In a statement, company officials caution that as more data is accumulated and analyzed, the efficacy percentage may shift. “Today is a great day for science and humanity,” said Albert Bourla, Pfizer’s chairman and chief executive officer. “We are reaching this critical milestone in our vaccine development program at a time when the world needs it most with infection rates setting new records, hospitals nearing over-capacity and economies struggling to reopen. With today’s news, we are a significant step closer to providing people around the world with a much-needed breakthrough to help bring an end to this global health crisis. We look forward to sharing additional efficacy and safety data generated from thousands of participants in the coming weeks.”
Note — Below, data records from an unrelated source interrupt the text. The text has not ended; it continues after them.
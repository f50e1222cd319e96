pub mod aggregate;
pub mod boundary;
pub mod cache;
pub mod catalog;
pub mod error;
pub mod extract;
pub mod fetch;
pub mod resolve;
pub mod settings;
pub mod tool;

pub use aggregate::{resolve_many, Comparison};
pub use cache::{CacheEntry, Freshness, TieredCache};
pub use catalog::Catalog;
pub use error::{CodemateError, FetchError};
pub use extract::{Extractor, ExtractorRegistry};
pub use fetch::{Fetch, HttpFetcher};
pub use resolve::{Resolved, Resolver, Source};
pub use settings::Settings;
pub use tool::{PricingModel, PricingTier, ToolRecord};
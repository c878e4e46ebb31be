//! The built model: a cluster set plus dust frequency tables.

use crate::config::Config;
use crate::error::Result;
use crate::kernel::nybble::NYBBLE_COUNT;
use crate::model::cluster_set::ClusterSet;
use crate::model::distribution::{DistributionCache, NybbleCounts, NybbleDistribution};
use crate::model::persist;
use crate::model::sampler::Sampler;
use rand_chacha::ChaCha8Rng;
use serde::{Deserialize, Serialize};
use std::path::Path;

/// Parameters for turning dust counts into sampling pools.
#[derive(Clone, Copy, Debug, PartialEq)]
struct PoolParams {
    min_nybble_percent: f64,
    distribution_size: usize,
}

impl Default for PoolParams {
    fn default() -> Self {
        Self::from(&Config::default())
    }
}

impl From<&Config> for PoolParams {
    fn from(config: &Config) -> Self {
        Self {
            min_nybble_percent: config.min_nybble_percent,
            distribution_size: config.distribution_size,
        }
    }
}

/// Generative model of an address space.
///
/// Immutable after construction apart from the per-position distribution
/// cache, which is filled at most once per position and is safe to share
/// between threads. Only the cluster set and the counts are persisted;
/// a loaded model uses default pool parameters until
/// [`ClusterModel::with_config`] is applied.
///
/// # Example
///
/// ```rust
/// use addrgen::{ClusterModel, Config, ModelBuilder};
/// use std::net::Ipv6Addr;
///
/// let corpus: Vec<Ipv6Addr> = (0..16u128)
///     .map(|i| Ipv6Addr::from(0x2001_0db8_u128 << 96 | i))
///     .collect();
/// let model = ModelBuilder::new(Config::default()).unwrap().build(&corpus).unwrap();
/// assert_eq!(model.cluster_set().len(), 1);
///
/// let bytes = model.to_bytes().unwrap();
/// assert_eq!(ClusterModel::from_bytes(&bytes).unwrap(), model);
/// ```
#[derive(Debug, Default, Serialize, Deserialize)]
pub struct ClusterModel {
    cluster_set: ClusterSet,
    nybble_counts: NybbleCounts,
    #[serde(skip)]
    params: PoolParams,
    #[serde(skip)]
    distributions: DistributionCache,
}

impl ClusterModel {
    pub fn new(cluster_set: ClusterSet, nybble_counts: NybbleCounts, config: &Config) -> Self {
        Self {
            cluster_set,
            nybble_counts,
            params: PoolParams::from(config),
            distributions: DistributionCache::new(),
        }
    }

    /// Use `config`'s pool parameters. Drops any distributions built so far.
    pub fn with_config(mut self, config: &Config) -> Self {
        self.params = PoolParams::from(config);
        self.distributions = DistributionCache::new();
        self
    }

    pub fn cluster_set(&self) -> &ClusterSet {
        &self.cluster_set
    }

    pub fn nybble_counts(&self) -> &NybbleCounts {
        &self.nybble_counts
    }

    pub fn is_empty(&self) -> bool {
        self.cluster_set.is_empty()
    }

    /// Sampling pool for `position`, built on first use.
    pub fn distribution(&self, position: usize) -> &NybbleDistribution {
        self.distributions.get_or_build(
            position,
            &self.nybble_counts,
            self.params.min_nybble_percent,
            self.params.distribution_size,
        )
    }

    /// Build every position's pool now instead of on first draw.
    pub fn precompute_distributions(&self) {
        for position in 0..NYBBLE_COUNT {
            self.distribution(position);
        }
    }

    /// Sampler seeded from OS entropy, using `config`'s jitter and limits.
    pub fn sampler(&self, config: &Config) -> Sampler<'_, ChaCha8Rng> {
        Sampler::new(self, config)
    }

    pub fn to_bytes(&self) -> Result<Vec<u8>> {
        persist::to_bytes(self)
    }

    pub fn from_bytes(bytes: &[u8]) -> Result<Self> {
        persist::from_bytes(bytes)
    }

    pub fn save<P: AsRef<Path>>(&self, path: P) -> Result<()> {
        persist::save(path, self)
    }

    pub fn load<P: AsRef<Path>>(path: P) -> Result<Self> {
        persist::load(path)
    }
}

impl PartialEq for ClusterModel {
    fn eq(&self, other: &Self) -> bool {
        self.cluster_set == other.cluster_set && self.nybble_counts == other.nybble_counts
    }
}

impl Clone for ClusterModel {
    /// Clones start with an empty distribution cache.
    fn clone(&self) -> Self {
        Self {
            cluster_set: self.cluster_set.clone(),
            nybble_counts: self.nybble_counts.clone(),
            params: self.params,
            distributions: DistributionCache::new(),
        }
    }
}

#[cfg(test)]
mod tests {
    use super::*;
    use crate::kernel::{Pattern, SortedCorpus};
    use crate::model::cluster::Cluster;
    use std::net::Ipv6Addr;

    fn sample_model() -> ClusterModel {
        let addrs: Vec<Ipv6Addr> = ["2001:db8::1", "2001:db8::2", "2001:db8::1:5"]
            .iter()
            .map(|s| s.parse().unwrap())
            .collect();
        let index = SortedCorpus::new(&addrs);
        let p = Pattern::from_addr(&addrs[0]).upgrade_all(&[27, 31]);
        let set = ClusterSet::from_clusters(vec![Cluster::measure(p, &index).unwrap()], &index).unwrap();
        let dust = NybbleCounts::from_addresses(&["fe80::1".parse().unwrap(), "3fff::abcd".parse().unwrap()]);
        ClusterModel::new(set, dust, &Config::default())
    }

    #[test]
    fn test_file_round_trip() {
        let model = sample_model();
        let dir = tempfile::tempdir().unwrap();
        let path = dir.path().join("model.json");
        model.save(&path).unwrap();
        let loaded = ClusterModel::load(&path).unwrap();
        assert_eq!(loaded, model);
        assert_eq!(loaded.cluster_set().clusters()[0].pattern(), model.cluster_set().clusters()[0].pattern());
        assert_eq!(loaded.nybble_counts().position(0), model.nybble_counts().position(0));
        assert_eq!(loaded.cluster_set().captured(), 3);
    }

    #[test]
    fn test_bytes_round_trip() {
        let model = sample_model();
        let back = ClusterModel::from_bytes(&model.to_bytes().unwrap()).unwrap();
        assert_eq!(back, model);
        assert_eq!(back.cluster_set().density(), model.cluster_set().density());
    }

    #[test]
    fn test_distribution_uses_config() {
        let config = Config {
            distribution_size: 50,
            ..Config::default()
        };
        let model = sample_model().with_config(&config);
        // Position 31 saw symbols 1 and d; 14 floored symbols at 1% of 50 -> 1 each
        let d = model.distribution(31);
        assert!(d.pool().len() >= 50);
        assert!(d.weight(1) > d.weight(0));
        model.precompute_distributions();
        assert_eq!(model.distributions.built(), NYBBLE_COUNT);
    }
}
The trial of the vaccine, BNT162b2, started on July 27. It has so far enrolled 43,538 participants, with 38,955 having received a second dose as of November 8. Globally, about 42% of the participants are from racially and ethnically diverse backgrounds, with the figure in the U.S. being about 30%.
The trial is also studying the potential for the vaccine to offer protection against COVID-19 in people who have previous exposure to the virus, as well as vaccine prevention against severe COVID-19 infection. In addition, after discussions with the FDA, they are adding new secondary endpoints to test efficacy based on cases accruing 14 days after the second dose. They think the new endpoints will help collaborate data across all COVID-19 vaccine studies and allow for cross-trial comparisons between novel vaccine platforms.
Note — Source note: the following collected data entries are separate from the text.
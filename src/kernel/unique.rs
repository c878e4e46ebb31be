//! Uniqueness tracking for address streams.

use std::collections::HashSet;
use std::net::Ipv6Addr;

/// Set of addresses that reports whether an insert was new.
pub trait UniqueSet {
    /// Insert `addr`; `true` if it was not present before.
    fn add(&mut self, addr: Ipv6Addr) -> bool;

    /// Number of distinct addresses held.
    fn size(&self) -> usize;

    /// Every distinct address held.
    fn all(&self) -> Vec<Ipv6Addr>;

    /// Insert many addresses, returning how many were new.
    fn add_all<I: IntoIterator<Item = Ipv6Addr>>(&mut self, addrs: I) -> usize
    where
        Self: Sized,
    {
        addrs.into_iter().filter(|&a| self.add(a)).count()
    }
}

/// Hash-backed [`UniqueSet`] that remembers first-insertion order.
#[derive(Clone, Debug, Default)]
pub struct AddressSet {
    seen: HashSet<u128>,
    order: Vec<Ipv6Addr>,
}

impl AddressSet {
    pub fn new() -> Self {
        Self::default()
    }

    pub fn with_capacity(capacity: usize) -> Self {
        Self {
            seen: HashSet::with_capacity(capacity),
            order: Vec::with_capacity(capacity),
        }
    }

    pub fn contains(&self, addr: &Ipv6Addr) -> bool {
        self.seen.contains(&u128::from(*addr))
    }

    pub fn into_vec(self) -> Vec<Ipv6Addr> {
        self.order
    }
}

impl UniqueSet for AddressSet {
    fn add(&mut self, addr: Ipv6Addr) -> bool {
        if self.seen.insert(u128::from(addr)) {
            self.order.push(addr);
            true
        } else {
            false
        }
    }

    fn size(&self) -> usize {
        self.order.len()
    }

    fn all(&self) -> Vec<Ipv6Addr> {
        self.order.clone()
    }
}
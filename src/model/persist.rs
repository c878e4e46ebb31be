//! JSON persistence for models and cluster sets.

use crate::error::Result;
use serde::de::DeserializeOwned;
use serde::Serialize;
use std::path::Path;

pub fn to_bytes<T: Serialize>(value: &T) -> Result<Vec<u8>> {
    Ok(serde_json::to_vec(value)?)
}

pub fn from_bytes<T: DeserializeOwned>(bytes: &[u8]) -> Result<T> {
    Ok(serde_json::from_slice(bytes)?)
}

/// Write `value` to `path`, replacing any existing file.
pub fn save<P: AsRef<Path>, T: Serialize>(path: P, value: &T) -> Result<()> {
    std::fs::write(path, to_bytes(value)?)?;
    Ok(())
}

pub fn load<P: AsRef<Path>, T: DeserializeOwned>(path: P) -> Result<T> {
    from_bytes(&std::fs::read(path)?)
}
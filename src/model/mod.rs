//! Model layer: cluster construction and address synthesis.
//!
//! This module provides:
//!
//! - [`Cluster`] and [`ClusterSet`]: patterns with their corpus coverage.
//! - [`ModelBuilder`]: greedy density-driven construction, from seed
//!   addresses through the [`CandidateQueue`] and redundancy filtering to a
//!   converged [`ClusterModel`].
//! - [`NybbleCounts`] and [`NybbleDistribution`]: per-position symbol
//!   statistics of the dust addresses, used for jitter.
//! - [`Sampler`]: draws new addresses from a built model.
//!
//! # Usage
//!
//! ```rust
//! use addrgen::{Config, Ipv6Network, ModelBuilder, Sampler};
//! use std::net::Ipv6Addr;
//!
//! let corpus: Vec<Ipv6Addr> = (0..32u128)
//!     .map(|i| Ipv6Addr::from(0x2001_0db8_u128 << 96 | i << 4 | 1))
//!     .collect();
//! let config = Config::default();
//! let model = ModelBuilder::new(config.clone()).unwrap().build(&corpus).unwrap();
//! assert!(!model.is_empty());
//!
//! let network: Ipv6Network = "2001:db8::/32".parse().unwrap();
//! let mut sampler = Sampler::with_seed(&model, &config, 7);
//! let addrs = sampler.generate_in_network(5, &network).unwrap();
//! assert!(addrs.iter().all(|a| network.contains(a)));
//! ```

pub mod builder;
pub mod cluster;
pub mod cluster_model;
pub mod cluster_set;
pub mod distribution;
pub mod persist;
pub mod queue;
pub mod redundancy;
pub mod sampler;

pub use builder::{CheckpointScore, ModelBuilder};
pub use cluster::{Cluster, UpgradeOptions};
pub use cluster_model::ClusterModel;
pub use cluster_set::ClusterSet;
pub use distribution::{DistributionCache, NybbleCounts, NybbleDistribution};
pub use queue::CandidateQueue;
pub use redundancy::{remove_redundant, ContainmentIndex};
pub use sampler::{derive_worker_seed, Sampler};
//! Cluster set: accepted clusters plus aggregate coverage.

use crate::error::{GenError, Result};
use crate::kernel::{AddressIndex, AddressSet, UniqueSet};
use crate::model::cluster::Cluster;
use crate::model::persist;
use rand::Rng;
use serde::{Deserialize, Serialize};
use std::net::Ipv6Addr;
use std::path::Path;
use tracing::info;

/// An unordered collection of clusters and their combined statistics.
///
/// - `captured`: distinct corpus addresses inside any member pattern.
/// - `range_size`: sum of member pattern sizes, overlaps counted once per
///   member. This is the synthesis search space, not the union size.
/// - `density`: `captured / range_size`, 0 for an empty set.
///
/// The aggregates are only ever recomputed wholesale by
/// [`ClusterSet::reset_counts`].
#[derive(Clone, Debug, Default, PartialEq, Serialize, Deserialize)]
pub struct ClusterSet {
    clusters: Vec<Cluster>,
    captured: usize,
    range_size: f64,
    density: f64,
}

impl ClusterSet {
    pub fn new() -> Self {
        Self::default()
    }

    /// Build a set and compute its aggregates against `index`.
    pub fn from_clusters<I: AddressIndex + ?Sized>(clusters: Vec<Cluster>, index: &I) -> Result<Self> {
        let mut set = Self {
            clusters,
            ..Self::default()
        };
        set.reset_counts(index)?;
        Ok(set)
    }

    pub fn clusters(&self) -> &[Cluster] {
        &self.clusters
    }

    pub fn len(&self) -> usize {
        self.clusters.len()
    }

    pub fn is_empty(&self) -> bool {
        self.clusters.is_empty()
    }

    pub fn captured(&self) -> usize {
        self.captured
    }

    pub fn range_size(&self) -> f64 {
        self.range_size
    }

    pub fn density(&self) -> f64 {
        self.density
    }

    /// Recompute `captured`, `range_size` and `density` from scratch.
    pub fn reset_counts<I: AddressIndex + ?Sized>(&mut self, index: &I) -> Result<()> {
        let mut covered = AddressSet::new();
        let mut range_size = 0.0;
        for cluster in &self.clusters {
            covered.add_all(index.addresses_in_range(cluster.pattern())?);
            range_size += cluster.size();
        }
        self.captured = covered.size();
        self.range_size = range_size;
        self.density = if range_size > 0.0 {
            self.captured as f64 / range_size
        } else {
            0.0
        };
        Ok(())
    }

    /// Draw `count` unique addresses from the clusters alone.
    ///
    /// Jitter replaces fixed symbols with uniform ones; there are no
    /// empirical tables at this level. Stops after
    /// `count * max_attempts_per_address` draws, the same budget
    /// [`Sampler`](crate::model::Sampler) uses.
    pub fn generate<R: Rng>(
        &self,
        count: usize,
        jitter: f64,
        max_attempts_per_address: usize,
        rng: &mut R,
    ) -> Result<Vec<Ipv6Addr>> {
        if self.clusters.is_empty() {
            return Err(GenError::EmptyModel);
        }
        let max_attempts = count.saturating_mul(max_attempts_per_address.max(1));
        let mut out = AddressSet::with_capacity(count);
        let mut attempts = 0;
        while out.size() < count {
            if attempts >= max_attempts {
                return Err(GenError::GenerationExhausted {
                    requested: count,
                    produced: out.size(),
                });
            }
            let cluster = &self.clusters[rng.gen_range(0..self.clusters.len())];
            out.add(cluster.sample(rng, jitter));
            attempts += 1;
        }
        info!(count, attempts, "generated addresses from cluster set");
        Ok(out.into_vec())
    }

    pub fn to_bytes(&self) -> Result<Vec<u8>> {
        persist::to_bytes(self)
    }

    pub fn from_bytes(bytes: &[u8]) -> Result<Self> {
        persist::from_bytes(bytes)
    }

    pub fn save<P: AsRef<Path>>(&self, path: P) -> Result<()> {
        persist::save(path, self)
    }

    pub fn load<P: AsRef<Path>>(path: P) -> Result<Self> {
        persist::load(path)
    }
}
The companies believe they will have enough data to apply to the FDA for an Emergency Use Authorization (EUA) by news week, the third week of November. Participants will also be followed for another two years. The EUA would likely be for emergency use in people aged 16 to 85, with health care workers being the first eligible for the vaccine. The EUA application requires two months of safety data from about half of the trial’s 44,000 patients, which they expect in the next week or so.
They also indicate they will be able to manufacture up to 50 million doses, enough for 25 million people, by the end of the year, and up to 1.3 billion in 2021, or enough for 650 million people.
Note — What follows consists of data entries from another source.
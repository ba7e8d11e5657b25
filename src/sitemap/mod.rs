//! Sitemap generation subsystem
//!
//! Key components:
//! - `SitemapDocument`: typed ordered-list model with XML load/save
//! - `append_urls`: paging/append engine with roll-over at the entry cap
//! - `sync_category_index` / `ensure_root_index`: index maintenance
//! - `OutputLayout` / `PublicLinks`: on-disk paths and their public URLs

pub mod index;
pub mod paging;
pub mod store;

pub use index::{ensure_root_index, sync_category_index, write_defaults_sitemap};
pub use paging::{append_urls, file_number_for};
pub use store::{DocumentKind, SitemapDocument};

use std::path::{Path, PathBuf};
use url::Url;

/// Maximum entries a single sitemap file may hold, per the sitemap protocol.
pub const MAX_SITEMAP_ENTRIES: usize = 50_000;

/// Record categories, each owning its own numbered files and index.
#[derive(Debug, Clone, Copy, PartialEq, Eq, Hash)]
pub enum Category {
    Tracks,
    Collections,
    Users,
}

impl Category {
    /// All categories in root-index order.
    pub const ALL: [Category; 3] = [Category::Tracks, Category::Collections, Category::Users];

    /// Directory name under the output root.
    pub fn as_str(&self) -> &'static str {
        match self {
            Category::Tracks => "tracks",
            Category::Collections => "collections",
            Category::Users => "users",
        }
    }
}

impl std::fmt::Display for Category {
    fn fmt(&self, f: &mut std::fmt::Formatter<'_>) -> std::fmt::Result {
        f.write_str(self.as_str())
    }
}

/// Path of a numbered sitemap file under a category root.
pub fn numbered_file(category_root: &Path, number: u64) -> PathBuf {
    category_root.join(format!("{}.xml", number))
}

/// On-disk layout of the generated sitemap tree.
#[derive(Debug, Clone)]
pub struct OutputLayout {
    root: PathBuf,
}

impl OutputLayout {
    pub fn new(root: impl Into<PathBuf>) -> Self {
        Self { root: root.into() }
    }

    /// Create the output root and the three category directories.
    pub fn create_dirs(&self) -> std::io::Result<()> {
        for category in Category::ALL {
            std::fs::create_dir_all(self.category_root(category))?;
        }
        Ok(())
    }

    pub fn category_root(&self, category: Category) -> PathBuf {
        self.root.join(category.as_str())
    }

    pub fn category_index(&self, category: Category) -> PathBuf {
        self.category_root(category).join("index.xml")
    }

    pub fn root_index(&self) -> PathBuf {
        self.root.join("index.xml")
    }

    pub fn defaults_file(&self) -> PathBuf {
        self.root.join("defaults.xml")
    }

    pub fn watermark_file(&self) -> PathBuf {
        self.root.join("latest.yml")
    }
}

/// Builds the absolute public URLs that mirror `OutputLayout` on the site.
#[derive(Debug, Clone)]
pub struct PublicLinks {
    /// `{site_url}/{prefix}` with no trailing slash.
    base: String,
}

impl PublicLinks {
    pub fn new(site_url: &Url, prefix: &str) -> Self {
        let site = site_url.as_str().trim_end_matches('/');
        let prefix = prefix.trim_matches('/');
        Self {
            base: format!("{}/{}", site, prefix),
        }
    }

    /// Public URL of a numbered sitemap file.
    pub fn sitemap_file(&self, category: Category, number: u64) -> String {
        format!("{}/{}/{}.xml", self.base, category.as_str(), number)
    }

    /// Public URL of a per-category index.
    pub fn category_index(&self, category: Category) -> String {
        format!("{}/{}/index.xml", self.base, category.as_str())
    }

    /// Public URL of the defaults (static routes) sitemap.
    pub fn defaults(&self) -> String {
        format!("{}/defaults.xml", self.base)
    }

    /// Public URL of the root index.
    pub fn root_index(&self) -> String {
        format!("{}/index.xml", self.base)
    }
}

#[cfg(test)]
mod tests {
    use super::*;

    #[test]
    fn test_public_links() {
        let site = Url::parse("https://example.com/").unwrap();
        let links = PublicLinks::new(&site, "sitemaps");

        assert_eq!(
            links.sitemap_file(Category::Tracks, 3),
            "https://example.com/sitemaps/tracks/3.xml"
        );
        assert_eq!(
            links.category_index(Category::Users),
            "https://example.com/sitemaps/users/index.xml"
        );
        assert_eq!(links.defaults(), "https://example.com/sitemaps/defaults.xml");
        assert_eq!(links.root_index(), "https://example.com/sitemaps/index.xml");
    }

    #[test]
    fn test_layout_paths() {
        let layout = OutputLayout::new("/tmp/sitemaps");
        assert_eq!(
            layout.category_index(Category::Collections),
            PathBuf::from("/tmp/sitemaps/collections/index.xml")
        );
        assert_eq!(
            numbered_file(&layout.category_root(Category::Tracks), 7),
            PathBuf::from("/tmp/sitemaps/tracks/7.xml")
        );
    }
}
Pfizer and BioNTech have a contract with the U.S. government to deliver 100 million doses of the vaccine this year worth $1.95 billion. They also have deals with the European Union, the UK, Canada and Japan.
Although Pfizer did not release the full data, which has not been peer-reviewed in a scientific journal yet, the data suggests that of the 94 people in their interim analysis, no more than 8 caught COVID-19. The lowest efficacy rate the FDA had indicated it would accept was 50%, so the 90% rate hurdles that bar easily. The next data analysis, with 164 COVID-19 cases, would be to continue confirming the efficacy data. The company has indicated that with the current surge of cases in the U.S., they expect to hit that 164 figure by early December.
Three other vaccine programs are behind the Pfizer-BioNTech group. Moderna appears to be running only a few weeks behind, with data expected before the end of the year, followed closely by AstraZeneca and the University of Oxford’s program. In the U.S., Johnson & Johnson. isn’t expected to report actionable data until late in the first quarter 2021, possibly in March. All of the vaccines except J&J’s requires two shots taken about 28 days apart. The J&J vaccine is a single-dose regimen.
Pfizer’s research and development of this vaccine is not part of Operation Warp Speed and did not take any federal money to pay for research and development.